Reduction in Debt Assumed as Part of the Merger
Debt levels were reduced by $0.4 billion in fiscal 2006. This debt was primarily Sears debt included in
Holdings’ consolidated balance sheet subsequent to the Merger.
Share Repurchases
The Company repurchased approximately 6 million of its common shares in fiscal 2006 at a total cost of
approximately $0.8 billion under the Company’s $2.0 billion common share repurchase program described under
the “Financing” section below.
Holdings Consolidated Results
Fiscal 2006 Compared to Fiscal 2005
As discussed above, the reported consolidated statement of income for fiscal 2005 includes Sears’ results of
operations only for the period subsequent to the Merger, or from March 25, 2005 forward. The Company
believes that presenting fiscal 2005 results on a pro forma basis, which includes Sears’ results for the entire fiscal
2005 year, is important to an understanding and assessment of the Company’s results, trends and on-going
performance. Accordingly, the Company has provided an analysis of operating results for fiscal 2006 as
compared to fiscal 2005 results presented on both a reported and a pro forma basis.

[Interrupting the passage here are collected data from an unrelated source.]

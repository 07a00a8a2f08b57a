//! Progress tracking and display using indicatif
//!
//! This module provides unified progress bar functionality
//! for batch label generation and archiving.

use indicatif::{ProgressBar, ProgressStyle};
use std::time::Duration;
use tracing::info;

/// Progress tracker for label generation runs
pub struct ProgressTracker {
    enabled: bool,
}

impl ProgressTracker {
    /// Create a new progress tracker
    pub fn new(enabled: bool) -> Self {
        Self { enabled }
    }

    /// Create a progress bar for per-record operations
    pub fn create_record_progress(&self, total: usize, operation: &str) -> Option<ProgressBar> {
        if !self.enabled || total == 0 {
            return None;
        }

        let pb = ProgressBar::new(total as u64);
        pb.set_style(
            ProgressStyle::default_bar()
                .template("{spinner:.green} [{elapsed_precise}] [{bar:40.cyan/blue}] {pos}/{len} ({percent}%) {msg}")
                .unwrap_or_else(|_| ProgressStyle::default_bar())
                .progress_chars("█▉▊▋▌▍▎▏ ")
        );
        pb.set_message(format!("{}...", operation));
        pb.enable_steady_tick(Duration::from_millis(100));

        info!("Started progress tracking for: {}", operation);
        Some(pb)
    }

    /// Create a spinner for indeterminate operations
    pub fn create_spinner(&self, message: &str) -> Option<ProgressBar> {
        if !self.enabled {
            return None;
        }

        let pb = ProgressBar::new_spinner();
        pb.set_style(
            ProgressStyle::default_spinner()
                .template("{spinner:.green} {msg}")
                .unwrap_or_else(|_| ProgressStyle::default_spinner()),
        );
        pb.set_message(message.to_string());
        pb.enable_steady_tick(Duration::from_millis(80));

        info!("Started spinner for: {}", message);
        Some(pb)
    }

    /// Create a progress bar for archive creation
    pub fn create_archive_progress(&self, total: usize) -> Option<ProgressBar> {
        self.create_record_progress(total, "Creating archive")
    }

    /// Update progress and optionally change message
    pub fn update_progress(pb: &Option<ProgressBar>, increment: u64, message: Option<&str>) {
        if let Some(ref progress) = pb {
            progress.inc(increment);
            if let Some(msg) = message {
                progress.set_message(msg.to_string());
            }
        }
    }

    /// Finish progress with success message
    pub fn finish_progress(pb: Option<ProgressBar>, success_message: &str) {
        if let Some(progress) = pb {
            progress.finish_with_message(success_message.to_string());
            info!("Progress completed: {}", success_message);
        }
    }

    /// Finish progress with error message
    pub fn finish_with_error(pb: Option<ProgressBar>, error_message: &str) {
        if let Some(progress) = pb {
            progress.abandon_with_message(format!("❌ {}", error_message));
        }
    }
}

#[cfg(test)]
mod tests {
    use super::*;

    #[test]
    fn test_progress_tracker_creation() {
        let enabled_tracker = ProgressTracker::new(true);
        let disabled_tracker = ProgressTracker::new(false);

        assert!(enabled_tracker.enabled);
        assert!(!disabled_tracker.enabled);
    }

    #[test]
    fn test_progress_bar_creation_when_disabled() {
        let tracker = ProgressTracker::new(false);
        let pb = tracker.create_record_progress(10, "test operation");

        assert!(pb.is_none());
    }

    #[test]
    fn test_progress_bar_creation_when_enabled() {
        let tracker = ProgressTracker::new(true);
        let pb = tracker.create_record_progress(10, "test operation");

        assert!(pb.is_some());
    }

    #[test]
    fn test_zero_total_progress() {
        let tracker = ProgressTracker::new(true);
        let pb = tracker.create_record_progress(0, "empty operation");

        assert!(pb.is_none());
    }

    #[test]
    fn test_spinner_creation() {
        let enabled_tracker = ProgressTracker::new(true);
        let disabled_tracker = ProgressTracker::new(false);

        let enabled_spinner = enabled_tracker.create_spinner("Rendering...");
        let disabled_spinner = disabled_tracker.create_spinner("Rendering...");

        assert!(enabled_spinner.is_some());
        assert!(disabled_spinner.is_none());
    }
}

Fiscal 2006 revenues were $53.0 billion as compared to $49.1 billion (reported) and $54.3 billion (pro
forma) in fiscal 2005. As discussed above, the increase in fiscal 2006 revenues, as compared to reported revenues
for fiscal 2005, was primarily due to the inclusion of Sears for the entire year in fiscal 2006 and, to a lesser
degree, the inclusion of an additional week of sales in fiscal 2006. Fiscal 2006 revenues declined $1.3 billion, or
2.3%, to $53.0 billion, as compared to fiscal 2005 pro forma revenues of $54.3 billion, as lower comparable store
sales (as discussed above) and the impact of Kmart store closures were partially offset by the above-noted
additional week of sales recorded in the current year, and to a lesser degree, sales increases in Sears Domestic’s
home services business.
The gross margin rate was 28.7% in fiscal 2006, as compared to 27.4% (reported and pro forma) in fiscal
2005. Gross margin rates improved across all business segments: Kmart, Sears Domestic and Sears Canada, with
the increase primarily reflecting the above-noted improvements being realized in the Company’s apparel
businesses.
The selling and administrative expense rate was 21.8% in fiscal 2006, as compared to 22.0% (reported) and
22.4% (pro forma) for fiscal 2005. As noted above, the current year rate improvement primarily reflects
improved expense management, with the most notable improvements made at Sears Canada due in part to the
sale of Sears Canada’s Credit and Financial Products business in late fiscal 2005, as well as improved expense
management.
Depreciation and amortization was $1.1 billion for fiscal 2006, as compared to $0.9 billion (reported) and
$1.1 billion (pro forma) for fiscal 2005. The increased expense for fiscal 2006, as compared to the reported
expense for fiscal 2005, was primarily attributable to the inclusion of Sears for the entire year in fiscal 2006.